### WHAT IS BEING ASKED
Take every line from the records below that includes the word "Some".

Items from a dataset
┄┄┄┄┄┄
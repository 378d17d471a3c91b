//! Scope-tracking text buffer for generated source.
//!
//! [`CodeWriter`] owns the text of one generated file. Indentation and braces
//! are tracked by the writer itself; callers open blocks through
//! [`CodeWriter::block_scope`] and [`CodeWriter::indent_scope`], whose guards
//! close the scope exactly once when they go out of scope, including when the
//! caller bails out early with `?`.

use std::fmt;
use std::mem;
use std::ops::{Deref, DerefMut};

/// Default number of spaces per indentation level.
pub const DEFAULT_INDENT_WIDTH: usize = 4;

/// Mutable text buffer with an indentation cursor.
#[derive(Debug, Clone)]
pub struct CodeWriter {
    buffer: String,
    indent_level: usize,
    indent_unit: String,
}

impl Default for CodeWriter {
    fn default() -> Self {
        Self::new()
    }
}

impl CodeWriter {
    /// Create an empty writer indenting with [`DEFAULT_INDENT_WIDTH`] spaces.
    pub fn new() -> Self {
        Self::with_indent_width(DEFAULT_INDENT_WIDTH)
    }

    /// Create an empty writer indenting with `width` spaces per level.
    pub fn with_indent_width(width: usize) -> Self {
        Self {
            buffer: String::new(),
            indent_level: 0,
            indent_unit: " ".repeat(width),
        }
    }

    /// Current indentation depth.
    pub fn indent_level(&self) -> usize {
        self.indent_level
    }

    /// Text written so far.
    pub fn as_str(&self) -> &str {
        &self.buffer
    }

    /// Whether nothing has been written since the last reset.
    pub fn is_empty(&self) -> bool {
        self.buffer.is_empty()
    }

    fn push_indent(&mut self) {
        for _ in 0..self.indent_level {
            self.buffer.push_str(&self.indent_unit);
        }
    }

    /// Append a fragment, optionally prefixed by the current indentation.
    pub fn append(&mut self, value: &str, indent: bool) {
        if indent {
            self.push_indent();
        }
        self.buffer.push_str(value);
    }

    /// Append a line break. With `indent`, the next line is pre-indented.
    pub fn append_line_break(&mut self, indent: bool) {
        self.buffer.push('\n');
        if indent {
            self.push_indent();
        }
    }

    /// Append a full line. An empty `value` yields a bare line break with no
    /// trailing whitespace.
    pub fn append_line(&mut self, value: &str, indent: bool) {
        if !value.is_empty() {
            self.append(value, indent);
        }
        self.buffer.push('\n');
    }

    /// Append `bytes` as a brace-delimited, comma-separated literal.
    pub fn append_byte_array(&mut self, bytes: &[u8]) {
        if bytes.is_empty() {
            self.buffer.push_str("{ }");
            return;
        }
        let items = bytes
            .iter()
            .map(|byte| byte.to_string())
            .collect::<Vec<_>>()
            .join(", ");
        self.buffer.push_str("{ ");
        self.buffer.push_str(&items);
        self.buffer.push_str(" }");
    }

    /// Increase the indentation depth by one level.
    pub fn increase_indent(&mut self) {
        self.indent_level += 1;
    }

    /// Decrease the indentation depth by one level. Never goes below zero.
    pub fn decrease_indent(&mut self) {
        self.indent_level = self.indent_level.saturating_sub(1);
    }

    /// Write an opening brace on its own line and indent.
    pub fn begin_block(&mut self) {
        self.append_line("{", true);
        self.increase_indent();
    }

    /// Dedent and write a closing brace on its own line.
    pub fn end_block(&mut self) {
        self.decrease_indent();
        self.append_line("}", true);
    }

    /// Write `start_line` (if any) and indent until the guard is dropped.
    pub fn indent_scope(&mut self, start_line: Option<&str>) -> IndentScope<'_> {
        if let Some(line) = start_line {
            self.append_line(line, true);
        }
        self.increase_indent();
        IndentScope { writer: self }
    }

    /// Write `start_line` (if any) followed by an opening brace; the matching
    /// closing brace is written when the guard is dropped.
    pub fn block_scope(&mut self, start_line: Option<&str>) -> BlockScope<'_> {
        if let Some(line) = start_line {
            self.append_line(line, true);
        }
        self.begin_block();
        BlockScope { writer: self }
    }

    /// Discard all text and reset the indentation depth.
    pub fn clear(&mut self) {
        self.buffer.clear();
        self.indent_level = 0;
    }

    /// Take the written text out of the writer, leaving it empty.
    pub fn take(&mut self) -> String {
        self.indent_level = 0;
        mem::take(&mut self.buffer)
    }
}

impl fmt::Display for CodeWriter {
    fn fmt(&self, f: &mut fmt::Formatter<'_>) -> fmt::Result {
        f.write_str(&self.buffer)
    }
}

/// Guard returned by [`CodeWriter::indent_scope`].
#[derive(Debug)]
#[must_use = "the indentation is undone as soon as the guard is dropped"]
pub struct IndentScope<'a> {
    writer: &'a mut CodeWriter,
}

impl Drop for IndentScope<'_> {
    fn drop(&mut self) {
        self.writer.decrease_indent();
    }
}

impl Deref for IndentScope<'_> {
    type Target = CodeWriter;

    fn deref(&self) -> &CodeWriter {
        &*self.writer
    }
}

impl DerefMut for IndentScope<'_> {
    fn deref_mut(&mut self) -> &mut CodeWriter {
        &mut *self.writer
    }
}

/// Guard returned by [`CodeWriter::block_scope`].
#[derive(Debug)]
#[must_use = "the block is closed as soon as the guard is dropped"]
pub struct BlockScope<'a> {
    writer: &'a mut CodeWriter,
}

impl Drop for BlockScope<'_> {
    fn drop(&mut self) {
        self.writer.end_block();
    }
}

impl Deref for BlockScope<'_> {
    type Target = CodeWriter;

    fn deref(&self) -> &CodeWriter {
        &*self.writer
    }
}

impl DerefMut for BlockScope<'_> {
    fn deref_mut(&mut self) -> &mut CodeWriter {
        &mut *self.writer
    }
}

#[cfg(test)]
mod tests {
    use super::*;

    #[test]
    fn test_append_line_indents_at_current_depth() {
        let mut writer = CodeWriter::new();
        writer.append_line("a", true);
        writer.increase_indent();
        writer.append_line("b", true);
        writer.append_line("c", false);
        assert_eq!(writer.as_str(), "a\n    b\nc\n");
    }

    #[test]
    fn test_empty_line_has_no_trailing_whitespace() {
        let mut writer = CodeWriter::new();
        writer.increase_indent();
        writer.append_line("", true);
        assert_eq!(writer.as_str(), "\n");
    }

    #[test]
    fn test_append_fragments_on_one_line() {
        let mut writer = CodeWriter::with_indent_width(2);
        writer.increase_indent();
        writer.append("void Run(", true);
        writer.append("int x", false);
        writer.append(")", false);
        writer.append_line_break(false);
        assert_eq!(writer.as_str(), "  void Run(int x)\n");
    }

    #[test]
    fn test_line_break_with_indent_prefixes_next_line() {
        let mut writer = CodeWriter::with_indent_width(2);
        writer.increase_indent();
        writer.append_line_break(true);
        writer.append("x", false);
        assert_eq!(writer.as_str(), "\n  x");
    }

    #[test]
    fn test_byte_array_literal() {
        let mut writer = CodeWriter::new();
        writer.append_byte_array(&[1, 2, 255]);
        assert_eq!(writer.as_str(), "{ 1, 2, 255 }");

        writer.clear();
        writer.append_byte_array(&[]);
        assert_eq!(writer.as_str(), "{ }");
    }

    #[test]
    fn test_decrease_indent_saturates_at_zero() {
        let mut writer = CodeWriter::new();
        writer.decrease_indent();
        writer.decrease_indent();
        assert_eq!(writer.indent_level(), 0);
        writer.end_block();
        assert_eq!(writer.indent_level(), 0);
        assert_eq!(writer.as_str(), "}\n");
    }

    #[test]
    fn test_block_scope_closes_on_drop() {
        let mut writer = CodeWriter::new();
        {
            let mut outer = writer.block_scope(Some("namespace Demo"));
            {
                let mut inner = outer.block_scope(Some("class Foo"));
                inner.append_line("int x;", true);
            }
            assert_eq!(outer.indent_level(), 1);
        }
        assert_eq!(writer.indent_level(), 0);
        assert_eq!(
            writer.as_str(),
            "namespace Demo\n{\n    class Foo\n    {\n        int x;\n    }\n}\n"
        );
    }

    #[test]
    fn test_block_scope_closes_on_early_return() {
        fn write_then_fail(writer: &mut CodeWriter) -> Result<(), String> {
            let mut block = writer.block_scope(Some("class Foo"));
            block.append_line("int x;", true);
            let failed: Result<(), String> = Err("boom".to_string());
            failed?;
            block.append_line("never written", true);
            Ok(())
        }

        let mut writer = CodeWriter::new();
        assert!(write_then_fail(&mut writer).is_err());
        assert_eq!(writer.indent_level(), 0);
        assert_eq!(writer.as_str(), "class Foo\n{\n    int x;\n}\n");
    }

    #[test]
    fn test_indent_scope_without_start_line() {
        let mut writer = CodeWriter::new();
        {
            let mut scope = writer.indent_scope(None);
            scope.append_line("body", true);
        }
        writer.append_line("after", true);
        assert_eq!(writer.as_str(), "    body\nafter\n");
    }

    #[test]
    fn test_take_resets_writer() {
        let mut writer = CodeWriter::new();
        writer.increase_indent();
        writer.append_line("x", true);
        let text = writer.take();
        assert_eq!(text, "    x\n");
        assert!(writer.is_empty());
        assert_eq!(writer.indent_level(), 0);
    }

    #[test]
    fn test_display_matches_buffer() {
        let mut writer = CodeWriter::new();
        writer.append_line("abc", false);
        assert_eq!(writer.to_string(), "abc\n");
    }
}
┄┄┄┄┄┄
### WRITTEN REPLY
        if let Some(line) = start_line {
        if let Some(line) = start_line {
            let mut outer = writer.block_scope(Some("namespace Demo"));
                let mut inner = outer.block_scope(Some("class Foo"));
            let mut block = writer.block_scope(Some("class Foo"));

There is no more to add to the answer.